Real life financial lessons for local students

“I’m really broke,” said Cerro Gordo High School senior Bailey Runyen as he took part the Welcome to the Real World financial planning activity at Bement High School last week.

“I’m already $33 under and haven’t bought food. Guess I’ll go hungry,” Runyen added light-heartedly.

But that is precisely the point organizers of the Feb. 20 event were trying to pound home at the simulation: That before long these high schoolers will be faced with the reality of managing a budget.

“It’s the little things they overlook,” said Joscyln Mohr, the family consumer science teacher for Atwood-Hammond, which along with Cerro Gordo and Bement brought high school students to the event planned by Bement High School, State Bank and the U of I Extension in Piatt County.

She said high schoolers may be aware of things such as food and rent, but often forget to budget for internet access, gasoline and car maintenance.

Upon arriving, participants chose their desired career path, which determined a monthly amount they would have to spend.
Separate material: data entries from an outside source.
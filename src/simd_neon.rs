//! AArch64 NEON backend over raw `uint8x16_t` registers.
//!
//! Function names and argument order match the SSE backend so the
//! dispatching layer can call either through one expression. Wider lanes are
//! reinterpreted in place; every function takes and returns `uint8x16_t`.

use archmage::{NeonToken, arcane};
use core::arch::aarch64::*;
use safe_unaligned_simd::aarch64 as simd_mem;

use crate::mask::mask_window;
use crate::overread::{ActiveOverread, OverreadPolicy};
use crate::vector::V128;

// =============================================================================
// V128 bridge
// =============================================================================

/// Spill a register into a [`V128`].
#[arcane]
#[inline(always)]
pub fn to_v128(_token: NeonToken, v: uint8x16_t) -> V128 {
    let mut out = V128::ZERO;
    simd_mem::vst1q_u8(out.as_bytes_mut(), v);
    out
}

/// Load a [`V128`] into a register.
#[arcane]
#[inline(always)]
pub fn from_v128(_token: NeonToken, v: V128) -> uint8x16_t {
    simd_mem::vld1q_u8(v.as_bytes())
}

// =============================================================================
// Loads
// =============================================================================

/// Load 2 bytes into lane 0, zero-extended.
#[arcane]
#[inline(always)]
pub fn load2(_token: NeonToken, src: &[u8; 2]) -> uint8x16_t {
    let v = vsetq_lane_u16::<0>(u16::from_le_bytes(*src), vdupq_n_u16(0));
    vreinterpretq_u8_u16(v)
}

/// Load 2 bytes from each of two rows into 16-bit lanes 0 and 1.
#[arcane]
#[inline(always)]
pub fn load2x2(_token: NeonToken, src1: &[u8; 2], src2: &[u8; 2]) -> uint8x16_t {
    let v = vsetq_lane_u16::<0>(u16::from_le_bytes(*src1), vdupq_n_u16(0));
    let v = vsetq_lane_u16::<1>(u16::from_le_bytes(*src2), v);
    vreinterpretq_u8_u16(v)
}

/// Overwrite 16-bit lane `LANE` of `v` with 2 bytes from `src`.
#[arcane]
#[inline(always)]
pub fn load2_lane<const LANE: i32>(_token: NeonToken, v: uint8x16_t, src: &[u8; 2]) -> uint8x16_t {
    const { assert!(LANE >= 0 && LANE < 8, "16-bit lane index out of range") };
    let v = vsetq_lane_u16::<LANE>(u16::from_le_bytes(*src), vreinterpretq_u16_u8(v));
    vreinterpretq_u8_u16(v)
}

/// Load 4 bytes into lane 0, zero-extended.
#[arcane]
#[inline(always)]
pub fn load4(_token: NeonToken, src: &[u8; 4]) -> uint8x16_t {
    let v = vsetq_lane_u32::<0>(u32::from_le_bytes(*src), vdupq_n_u32(0));
    vreinterpretq_u8_u32(v)
}

/// Load 4 bytes from each of two rows into 32-bit lanes 0 and 1.
#[arcane]
#[inline(always)]
pub fn load4x2(_token: NeonToken, src1: &[u8; 4], src2: &[u8; 4]) -> uint8x16_t {
    let v = vsetq_lane_u32::<0>(u32::from_le_bytes(*src1), vdupq_n_u32(0));
    let v = vsetq_lane_u32::<1>(u32::from_le_bytes(*src2), v);
    vreinterpretq_u8_u32(v)
}

/// Load 8 bytes into the low half, zeroing the high half.
#[arcane]
#[inline(always)]
pub fn load_lo8(_token: NeonToken, src: &[u8; 8]) -> uint8x16_t {
    vcombine_u8(simd_mem::vld1_u8(src), vdup_n_u8(0))
}

/// Load 8 bytes into the high half of `v`, keeping its low half.
#[arcane]
#[inline(always)]
pub fn load_hi8(_token: NeonToken, v: uint8x16_t, src: &[u8; 8]) -> uint8x16_t {
    vcombine_u8(vget_low_u8(v), simd_mem::vld1_u8(src))
}

/// Load 16 bytes from any address.
#[arcane]
#[inline(always)]
pub fn load_unaligned16(_token: NeonToken, src: &[u8; 16]) -> uint8x16_t {
    simd_mem::vld1q_u8(src)
}

/// Load 16 bytes from a 16-byte aligned address.
#[arcane]
#[inline(always)]
pub fn load_aligned16(_token: NeonToken, src: &[u8; 16]) -> uint8x16_t {
    debug_assert!(
        src.as_ptr().addr() % 16 == 0,
        "load_aligned16: {:p} is not 16-byte aligned",
        src.as_ptr()
    );
    simd_mem::vld1q_u8(src)
}

// =============================================================================
// Stores
// =============================================================================

/// Store the low 2 bytes.
#[arcane]
#[inline(always)]
pub fn store2(_token: NeonToken, dst: &mut [u8; 2], v: uint8x16_t) {
    *dst = vgetq_lane_u16::<0>(vreinterpretq_u16_u8(v)).to_le_bytes();
}

/// Store the low 4 bytes.
#[arcane]
#[inline(always)]
pub fn store4(_token: NeonToken, dst: &mut [u8; 4], v: uint8x16_t) {
    *dst = vgetq_lane_u32::<0>(vreinterpretq_u32_u8(v)).to_le_bytes();
}

/// Store the low 8 bytes.
#[arcane]
#[inline(always)]
pub fn store_lo8(_token: NeonToken, dst: &mut [u8; 8], v: uint8x16_t) {
    simd_mem::vst1_u8(dst, vget_low_u8(v));
}

/// Store the high 8 bytes.
#[arcane]
#[inline(always)]
pub fn store_hi8(_token: NeonToken, dst: &mut [u8; 8], v: uint8x16_t) {
    simd_mem::vst1_u8(dst, vget_high_u8(v));
}

/// Store 16 bytes to any address.
#[arcane]
#[inline(always)]
pub fn store_unaligned16(_token: NeonToken, dst: &mut [u8; 16], v: uint8x16_t) {
    simd_mem::vst1q_u8(dst, v);
}

/// Store 16 bytes to a 16-byte aligned address.
#[arcane]
#[inline(always)]
pub fn store_aligned16(_token: NeonToken, dst: &mut [u8; 16], v: uint8x16_t) {
    debug_assert!(
        dst.as_ptr().addr() % 16 == 0,
        "store_aligned16: {:p} is not 16-byte aligned",
        dst.as_ptr()
    );
    simd_mem::vst1q_u8(dst, v);
}

// =============================================================================
// Masks and overread handling
// =============================================================================

/// First `n` bytes zero, remaining `16 - n` bytes `0xFF`.
#[arcane]
#[inline(always)]
pub fn mask_high_bytes(_token: NeonToken, n: usize) -> uint8x16_t {
    simd_mem::vld1q_u8(mask_window(n))
}

/// Zero the last `over_read` bytes of `v` if `P` masks overreads.
#[arcane]
#[inline(always)]
pub fn mask_overreads_with<P: OverreadPolicy>(
    token: NeonToken,
    v: uint8x16_t,
    over_read: isize,
) -> uint8x16_t {
    if !P::ZEROES_OVERREAD || over_read <= 0 {
        return v;
    }
    let keep = 16 - over_read.min(16) as usize;
    // bic(v, mask) = v & !mask
    vbicq_u8(v, mask_high_bytes(token, keep))
}

/// [`mask_overreads_with`] under the build's overread policy.
#[arcane]
#[inline(always)]
pub fn mask_overreads(token: NeonToken, v: uint8x16_t, over_read: isize) -> uint8x16_t {
    mask_overreads_with::<ActiveOverread>(token, v, over_read)
}

/// [`load_lo8`] whose high half, plus `over_read` trailing bytes of the low
/// half, count as overread under `P`.
#[arcane]
#[inline(always)]
pub fn load_lo8_msan_with<P: OverreadPolicy>(
    token: NeonToken,
    src: &[u8; 8],
    over_read: isize,
) -> uint8x16_t {
    mask_overreads_with::<P>(token, load_lo8(token, src), over_read + 8)
}

/// [`load_hi8`] with the last `over_read` bytes masked under `P`.
#[arcane]
#[inline(always)]
pub fn load_hi8_msan_with<P: OverreadPolicy>(
    token: NeonToken,
    v: uint8x16_t,
    src: &[u8; 8],
    over_read: isize,
) -> uint8x16_t {
    mask_overreads_with::<P>(token, load_hi8(token, v, src), over_read)
}

/// [`load_aligned16`] with the last `over_read` bytes masked under `P`.
#[arcane]
#[inline(always)]
pub fn load_aligned16_msan_with<P: OverreadPolicy>(
    token: NeonToken,
    src: &[u8; 16],
    over_read: isize,
) -> uint8x16_t {
    mask_overreads_with::<P>(token, load_aligned16(token, src), over_read)
}

/// [`load_unaligned16`] with the last `over_read` bytes masked under `P`.
#[arcane]
#[inline(always)]
pub fn load_unaligned16_msan_with<P: OverreadPolicy>(
    token: NeonToken,
    src: &[u8; 16],
    over_read: isize,
) -> uint8x16_t {
    mask_overreads_with::<P>(token, load_unaligned16(token, src), over_read)
}

/// [`load_lo8_msan_with`] under the build's overread policy.
#[arcane]
#[inline(always)]
pub fn load_lo8_msan(token: NeonToken, src: &[u8; 8], over_read: isize) -> uint8x16_t {
    load_lo8_msan_with::<ActiveOverread>(token, src, over_read)
}

/// [`load_hi8_msan_with`] under the build's overread policy.
#[arcane]
#[inline(always)]
pub fn load_hi8_msan(
    token: NeonToken,
    v: uint8x16_t,
    src: &[u8; 8],
    over_read: isize,
) -> uint8x16_t {
    load_hi8_msan_with::<ActiveOverread>(token, v, src, over_read)
}

/// [`load_aligned16_msan_with`] under the build's overread policy.
#[arcane]
#[inline(always)]
pub fn load_aligned16_msan(token: NeonToken, src: &[u8; 16], over_read: isize) -> uint8x16_t {
    load_aligned16_msan_with::<ActiveOverread>(token, src, over_read)
}

/// [`load_unaligned16_msan_with`] under the build's overread policy.
#[arcane]
#[inline(always)]
pub fn load_unaligned16_msan(token: NeonToken, src: &[u8; 16], over_read: isize) -> uint8x16_t {
    load_unaligned16_msan_with::<ActiveOverread>(token, src, over_read)
}

// =============================================================================
// Rounding shifts
// =============================================================================
//
// The rounding shift instructions (urshr/srshr/srshl) add the rounding bit in
// a wider internal precision, so none of these overflow at the lane maximum.

/// Unsigned 16-bit lanes, `BITS` in `1..=16`.
#[arcane]
#[inline(always)]
pub fn right_shift_with_rounding_u16<const BITS: i32>(
    _token: NeonToken,
    v: uint8x16_t,
) -> uint8x16_t {
    const { assert!(BITS >= 1 && BITS <= 16, "u16 rounding shift out of range") };
    vreinterpretq_u8_u16(vrshrq_n_u16::<BITS>(vreinterpretq_u16_u8(v)))
}

/// Signed 16-bit lanes, `BITS` in `1..=15`.
#[arcane]
#[inline(always)]
pub fn right_shift_with_rounding_s16<const BITS: i32>(
    _token: NeonToken,
    v: uint8x16_t,
) -> uint8x16_t {
    const { assert!(BITS >= 1 && BITS < 16, "s16 rounding shift out of range") };
    vreinterpretq_u8_s16(vrshrq_n_s16::<BITS>(vreinterpretq_s16_u8(v)))
}

/// Unsigned 32-bit lanes, `BITS` in `1..=32`.
#[arcane]
#[inline(always)]
pub fn right_shift_with_rounding_u32<const BITS: i32>(
    _token: NeonToken,
    v: uint8x16_t,
) -> uint8x16_t {
    const { assert!(BITS >= 1 && BITS <= 32, "u32 rounding shift out of range") };
    vreinterpretq_u8_u32(vrshrq_n_u32::<BITS>(vreinterpretq_u32_u8(v)))
}

/// Signed 32-bit lanes, `BITS` in `1..=31`.
#[arcane]
#[inline(always)]
pub fn right_shift_with_rounding_s32<const BITS: i32>(
    _token: NeonToken,
    v: uint8x16_t,
) -> uint8x16_t {
    const { assert!(BITS >= 1 && BITS < 32, "s32 rounding shift out of range") };
    vreinterpretq_u8_s32(vrshrq_n_s32::<BITS>(vreinterpretq_s32_u8(v)))
}

/// Signed 32-bit lanes with a runtime shift, `bits` in `1..=31`.
///
/// A negative left-shift count in a vector register is a rounding right shift.
#[arcane]
#[inline(always)]
pub fn variable_right_shift_with_rounding_s32(
    _token: NeonToken,
    v: uint8x16_t,
    bits: i32,
) -> uint8x16_t {
    debug_assert!((1..32).contains(&bits), "s32 rounding shift {bits} out of range");
    let shifted = vrshlq_s32(vreinterpretq_s32_u8(v), vdupq_n_s32(-bits));
    vreinterpretq_u8_s32(shifted)
}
Students then proceeded through stations that included insurance, transportation, housing and entertainment and made choices within those budgetary constraints. For example, under transportation students could go with everything from a luxury car down to the cheapest option – a bus pass.

“I did not know I was going to spend that much on an apartment,” said Sarah Blaine, another Cerro Gordo student who wants to be an engineer. She said her desire to live in a large city could translate into a $900 per month rent. But by settling on a compact car, “I’ll stay with it (apartment in the city).”
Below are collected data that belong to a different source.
//! Bit-exact rounding right shifts over packed 16- and 32-bit lanes.
//!
//! Every variant computes `(x + 2^(bits-1)) >> bits` (round half up, with an
//! arithmetic shift for signed lanes). The sum is never formed: the result is
//! `(x >> bits) + ((x >> (bits - 1)) & 1)`, which gives the same value and
//! cannot overflow at the lane maximum. Decoders rely on this being exactly
//! reproducible, so the vector paths are tested against these scalar forms.

use crate::dispatch::simd_dispatch;
use crate::vector::V128;

// =============================================================================
// Scalar references
// =============================================================================

/// `round_half_up(x / 2^bits)` for `bits` in `1..=16`.
#[inline(always)]
pub fn right_shift_with_rounding_u16(x: u16, bits: u32) -> u16 {
    debug_assert!((1..=16).contains(&bits), "u16 rounding shift {bits} out of range");
    x.checked_shr(bits).unwrap_or(0) + ((x >> (bits - 1)) & 1)
}

/// `(x + 2^(bits-1)) >> bits` for `bits` in `1..=15`.
#[inline(always)]
pub fn right_shift_with_rounding_i16(x: i16, bits: u32) -> i16 {
    debug_assert!((1..16).contains(&bits), "i16 rounding shift {bits} out of range");
    (x >> bits) + ((x >> (bits - 1)) & 1)
}

/// `round_half_up(x / 2^bits)` for `bits` in `1..=32`.
#[inline(always)]
pub fn right_shift_with_rounding_u32(x: u32, bits: u32) -> u32 {
    debug_assert!((1..=32).contains(&bits), "u32 rounding shift {bits} out of range");
    x.checked_shr(bits).unwrap_or(0) + ((x >> (bits - 1)) & 1)
}

/// `(x + 2^(bits-1)) >> bits` for `bits` in `1..=31`.
#[inline(always)]
pub fn right_shift_with_rounding_i32(x: i32, bits: u32) -> i32 {
    debug_assert!((1..32).contains(&bits), "i32 rounding shift {bits} out of range");
    (x >> bits) + ((x >> (bits - 1)) & 1)
}

// =============================================================================
// Vector operations
// =============================================================================

/// Rounding shift of eight unsigned 16-bit lanes, `BITS` in `1..=16`.
#[inline]
pub fn right_shift_with_rounding_u16x8<const BITS: i32>(v: V128) -> V128 {
    simd_dispatch!(token, simd => simd::to_v128(
            token,
            simd::right_shift_with_rounding_u16::<BITS>(token, simd::from_v128(token, v)),
        );
        right_shift_with_rounding_u16x8_scalar::<BITS>(v))
}

/// Rounding shift of eight signed 16-bit lanes, `BITS` in `1..=15`.
#[inline]
pub fn right_shift_with_rounding_i16x8<const BITS: i32>(v: V128) -> V128 {
    simd_dispatch!(token, simd => simd::to_v128(
            token,
            simd::right_shift_with_rounding_s16::<BITS>(token, simd::from_v128(token, v)),
        );
        right_shift_with_rounding_i16x8_scalar::<BITS>(v))
}

/// Rounding shift of four unsigned 32-bit lanes, `BITS` in `1..=32`.
#[inline]
pub fn right_shift_with_rounding_u32x4<const BITS: i32>(v: V128) -> V128 {
    simd_dispatch!(token, simd => simd::to_v128(
            token,
            simd::right_shift_with_rounding_u32::<BITS>(token, simd::from_v128(token, v)),
        );
        right_shift_with_rounding_u32x4_scalar::<BITS>(v))
}

/// Rounding shift of four signed 32-bit lanes, `BITS` in `1..=31`.
#[inline]
pub fn right_shift_with_rounding_i32x4<const BITS: i32>(v: V128) -> V128 {
    simd_dispatch!(token, simd => simd::to_v128(
            token,
            simd::right_shift_with_rounding_s32::<BITS>(token, simd::from_v128(token, v)),
        );
        right_shift_with_rounding_i32x4_scalar::<BITS>(v))
}

/// Rounding shift of four signed 32-bit lanes by a runtime `bits` in `1..=31`.
#[inline]
pub fn variable_right_shift_with_rounding_i32x4(v: V128, bits: i32) -> V128 {
    simd_dispatch!(token, simd => simd::to_v128(
            token,
            simd::variable_right_shift_with_rounding_s32(token, simd::from_v128(token, v), bits),
        );
        variable_right_shift_with_rounding_i32x4_scalar(v, bits))
}

/// Scalar [`right_shift_with_rounding_u16x8`].
#[inline]
pub fn right_shift_with_rounding_u16x8_scalar<const BITS: i32>(v: V128) -> V128 {
    const { assert!(BITS >= 1 && BITS <= 16, "u16 rounding shift out of range") };
    V128::from_u16_lanes(v.u16_lanes().map(|x| right_shift_with_rounding_u16(x, BITS as u32)))
}

/// Scalar [`right_shift_with_rounding_i16x8`].
#[inline]
pub fn right_shift_with_rounding_i16x8_scalar<const BITS: i32>(v: V128) -> V128 {
    const { assert!(BITS >= 1 && BITS < 16, "s16 rounding shift out of range") };
    V128::from_i16_lanes(v.i16_lanes().map(|x| right_shift_with_rounding_i16(x, BITS as u32)))
}

/// Scalar [`right_shift_with_rounding_u32x4`].
#[inline]
pub fn right_shift_with_rounding_u32x4_scalar<const BITS: i32>(v: V128) -> V128 {
    const { assert!(BITS >= 1 && BITS <= 32, "u32 rounding shift out of range") };
    V128::from_u32_lanes(v.u32_lanes().map(|x| right_shift_with_rounding_u32(x, BITS as u32)))
}

/// Scalar [`right_shift_with_rounding_i32x4`].
#[inline]
pub fn right_shift_with_rounding_i32x4_scalar<const BITS: i32>(v: V128) -> V128 {
    const { assert!(BITS >= 1 && BITS < 32, "s32 rounding shift out of range") };
    V128::from_i32_lanes(v.i32_lanes().map(|x| right_shift_with_rounding_i32(x, BITS as u32)))
}

/// Scalar [`variable_right_shift_with_rounding_i32x4`].
#[inline]
pub fn variable_right_shift_with_rounding_i32x4_scalar(v: V128, bits: i32) -> V128 {
    V128::from_i32_lanes(v.i32_lanes().map(|x| right_shift_with_rounding_i32(x, bits as u32)))
}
If that career path pans out, she will likely have more to spend in the real world than Runyen, who plans to pursue coaching.
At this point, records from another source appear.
//! Partial-lane byte masks.
//!
//! A sliding 16-byte window over a 32-byte table: 16 zero bytes followed by
//! 16 `0xFF` bytes. The window starting at offset `16 - n` holds `n` zeros
//! then `16 - n` ones, which is the mask boundary-blend code needs to keep
//! only the tail of a vector.

use crate::dispatch::simd_dispatch;
use crate::vector::V128;

/// Backing table for [`mask_high_bytes`]. Every window start in `0..=16`
/// is in bounds.
pub static HIGH_BYTES_MASK_TABLE: [u8; 32] = [
    0x00, 0x00, 0x00, 0x00, 0x00, 0x00, 0x00, 0x00, 0x00, 0x00, 0x00, 0x00, 0x00, 0x00, 0x00, 0x00,
    0xFF, 0xFF, 0xFF, 0xFF, 0xFF, 0xFF, 0xFF, 0xFF, 0xFF, 0xFF, 0xFF, 0xFF, 0xFF, 0xFF, 0xFF, 0xFF,
];

/// The window of [`HIGH_BYTES_MASK_TABLE`] with `n` leading zero bytes.
#[inline(always)]
pub(crate) fn mask_window(n: usize) -> &'static [u8; 16] {
    debug_assert!(n <= 16, "mask zero count {n} outside 0..=16");
    let start = 16 - n;
    // The slice is exactly 16 bytes, so the conversion cannot fail.
    <&[u8; 16]>::try_from(&HIGH_BYTES_MASK_TABLE[start..start + 16]).unwrap()
}

/// Mask with the first `n` bytes `0x00` and the remaining `16 - n` bytes `0xFF`.
///
/// `n` must be in `0..=16`.
#[inline]
pub fn mask_high_bytes(n: usize) -> V128 {
    simd_dispatch!(token, simd => simd::to_v128(token, simd::mask_high_bytes(token, n));
        mask_high_bytes_scalar(n))
}

/// Scalar [`mask_high_bytes`].
#[inline]
pub fn mask_high_bytes_scalar(n: usize) -> V128 {
    V128::from_bytes(*mask_window(n))
}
Being forced to face financial choices is exactly what Bement Career Education Coordinator Cathy Flood had in mind when organizing this year’s seminar.

“It helps them realize that they’re going to have to make some decisions. So many kids end up with debt because they don’t use their credit cards or debit cards wisely. This gives them an overall picture of what’s in store for them – especially after they don’ have the safety net of their mom and dad,” said Flood.

She said it also helps to have such information before settling on a career choice.

“I tell students to do something they love, but to be realistic about it, because if a certain lifestyle is important to you, then you need a career that can provide that kind of lifestyle,” added Flood.

The seminar has been an annual event for over a decade. In the past it was accomplished with the help of Junior Achievement of Decatur, but that group has disbanded. That resulted in the partnership with the U of I Extension, which helped provide the structure and handouts for the different stations. The State Bank of Bement and State Bank of Cerro Gordo sponsor the annual gathering, and provide mock checks and debit cards for the high school participants.

In addition, about 30 volunteers helped run the event. Students took about 30 to 60 minutes to make the rounds, then filled out surveys on what they thought of the activity.

“It’s a tough road for these kids,” added Mohr. “The economy and market are not in their favor.”

And that means making choices. Like maybe less entertainment for Jordan Underwood, who wants to be a paramedic after graduating from Cerro Gordo High School.

“The insurance was actually less than I thought it would be,” he said. But emergency service is not the highest paying occupation, so he was not able to budget any dollars for entertainment.

“But I’ll probably be working most of the time,” added Underwood. “Working and sleeping.”

The event was held in the Bement Grade School gymnasium.